Assignment = The required answer is an exact copy of every entry underneath.

Dataset =
============

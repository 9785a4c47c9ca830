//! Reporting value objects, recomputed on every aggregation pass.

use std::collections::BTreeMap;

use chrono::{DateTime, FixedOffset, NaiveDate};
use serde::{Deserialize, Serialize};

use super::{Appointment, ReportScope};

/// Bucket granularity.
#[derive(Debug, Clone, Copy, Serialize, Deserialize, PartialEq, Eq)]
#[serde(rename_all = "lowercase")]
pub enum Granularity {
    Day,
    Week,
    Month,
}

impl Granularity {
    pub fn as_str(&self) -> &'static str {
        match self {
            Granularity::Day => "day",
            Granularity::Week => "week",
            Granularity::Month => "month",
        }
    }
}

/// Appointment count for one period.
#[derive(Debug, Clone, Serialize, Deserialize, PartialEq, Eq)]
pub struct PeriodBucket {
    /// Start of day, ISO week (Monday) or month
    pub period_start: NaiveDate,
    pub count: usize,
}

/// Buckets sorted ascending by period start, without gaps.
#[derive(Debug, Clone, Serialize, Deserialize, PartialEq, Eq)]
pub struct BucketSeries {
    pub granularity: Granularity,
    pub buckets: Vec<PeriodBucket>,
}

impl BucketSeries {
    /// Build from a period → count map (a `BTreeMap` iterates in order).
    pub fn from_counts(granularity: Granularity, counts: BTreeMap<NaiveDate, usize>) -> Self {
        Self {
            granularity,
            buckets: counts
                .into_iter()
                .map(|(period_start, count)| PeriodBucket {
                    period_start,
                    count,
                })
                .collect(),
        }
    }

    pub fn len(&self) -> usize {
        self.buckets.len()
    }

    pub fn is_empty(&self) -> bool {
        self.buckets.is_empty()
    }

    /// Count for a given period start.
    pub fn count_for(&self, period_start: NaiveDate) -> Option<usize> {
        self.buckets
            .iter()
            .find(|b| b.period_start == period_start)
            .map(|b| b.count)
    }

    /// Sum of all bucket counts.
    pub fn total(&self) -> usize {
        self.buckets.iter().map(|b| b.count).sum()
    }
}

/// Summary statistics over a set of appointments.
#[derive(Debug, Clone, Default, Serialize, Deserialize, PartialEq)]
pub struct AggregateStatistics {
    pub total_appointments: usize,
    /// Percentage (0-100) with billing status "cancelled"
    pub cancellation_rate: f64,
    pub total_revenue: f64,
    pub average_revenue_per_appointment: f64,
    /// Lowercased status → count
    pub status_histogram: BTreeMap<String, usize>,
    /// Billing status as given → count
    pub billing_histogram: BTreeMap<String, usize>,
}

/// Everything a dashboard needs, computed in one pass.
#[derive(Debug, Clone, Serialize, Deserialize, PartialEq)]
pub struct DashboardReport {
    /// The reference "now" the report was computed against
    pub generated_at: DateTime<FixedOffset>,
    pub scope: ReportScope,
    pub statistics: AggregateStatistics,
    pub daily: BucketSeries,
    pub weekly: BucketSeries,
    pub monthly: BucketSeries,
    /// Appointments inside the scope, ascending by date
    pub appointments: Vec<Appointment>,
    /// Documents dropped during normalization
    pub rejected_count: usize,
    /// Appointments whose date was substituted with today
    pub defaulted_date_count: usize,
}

============

Result of the exercise =
repository 9785a4c47c9ca830
//! Reporting value objects, recomputed on every aggregation pass.

use std::collections::BTreeMap;

use chrono::{DateTime, FixedOffset, NaiveDate};
use serde::{Deserialize, Serialize};

use super::{Appointment, ReportScope};

/// Bucket granularity.
#[derive(Debug, Clone, Copy, Serialize, Deserialize, PartialEq, Eq)]
#[serde(rename_all = "lowercase")]
pub enum Granularity {
    Day,
    Week,
    Month,
}

impl Granularity {
    pub fn as_str(&self) -> &'static str {
        match self {
            Granularity::Day => "day",
            Granularity::Week => "week",
            Granularity::Month => "month",
        }
    }
}

/// Appointment count for one period.
#[derive(Debug, Clone, Serialize, Deserialize, PartialEq, Eq)]
pub struct PeriodBucket {
    /// Start of day, ISO week (Monday) or month
    pub period_start: NaiveDate,
    pub count: usize,
}

/// Buckets sorted ascending by period start, without gaps.
#[derive(Debug, Clone, Serialize, Deserialize, PartialEq, Eq)]
pub struct BucketSeries {
    pub granularity: Granularity,
    pub buckets: Vec<PeriodBucket>,
}

impl BucketSeries {
    /// Build from a period → count map (a `BTreeMap` iterates in order).
    pub fn from_counts(granularity: Granularity, counts: BTreeMap<NaiveDate, usize>) -> Self {
        Self {
            granularity,
            buckets: counts
                .into_iter()
                .map(|(period_start, count)| PeriodBucket {
                    period_start,
                    count,
                })
                .collect(),
        }
    }

    pub fn len(&self) -> usize {
        self.buckets.len()
    }

    pub fn is_empty(&self) -> bool {
        self.buckets.is_empty()
    }

    /// Count for a given period start.
    pub fn count_for(&self, period_start: NaiveDate) -> Option<usize> {
        self.buckets
            .iter()
            .find(|b| b.period_start == period_start)
            .map(|b| b.count)
    }

    /// Sum of all bucket counts.
    pub fn total(&self) -> usize {
        self.buckets.iter().map(|b| b.count).sum()
    }
}

/// Summary statistics over a set of appointments.
#[derive(Debug, Clone, Default, Serialize, Deserialize, PartialEq)]
pub struct AggregateStatistics {
    pub total_appointments: usize,
    /// Percentage (0-100) with billing status "cancelled"
    pub cancellation_rate: f64,
    pub total_revenue: f64,
    pub average_revenue_per_appointment: f64,
    /// Lowercased status → count
    pub status_histogram: BTreeMap<String, usize>,
    /// Billing status as given → count
    pub billing_histogram: BTreeMap<String, usize>,
}

/// Everything a dashboard needs, computed in one pass.
#[derive(Debug, Clone, Serialize, Deserialize, PartialEq)]
pub struct DashboardReport {
    /// The reference "now" the report was computed against
    pub generated_at: DateTime<FixedOffset>,
    pub scope: ReportScope,
    pub statistics: AggregateStatistics,
    pub daily: BucketSeries,
    pub weekly: BucketSeries,
    pub monthly: BucketSeries,
    /// Appointments inside the scope, ascending by date
    pub appointments: Vec<Appointment>,
    /// Documents dropped during normalization
    pub rejected_count: usize,
    /// Appointments whose date was substituted with today
    pub defaulted_date_count: usize,
}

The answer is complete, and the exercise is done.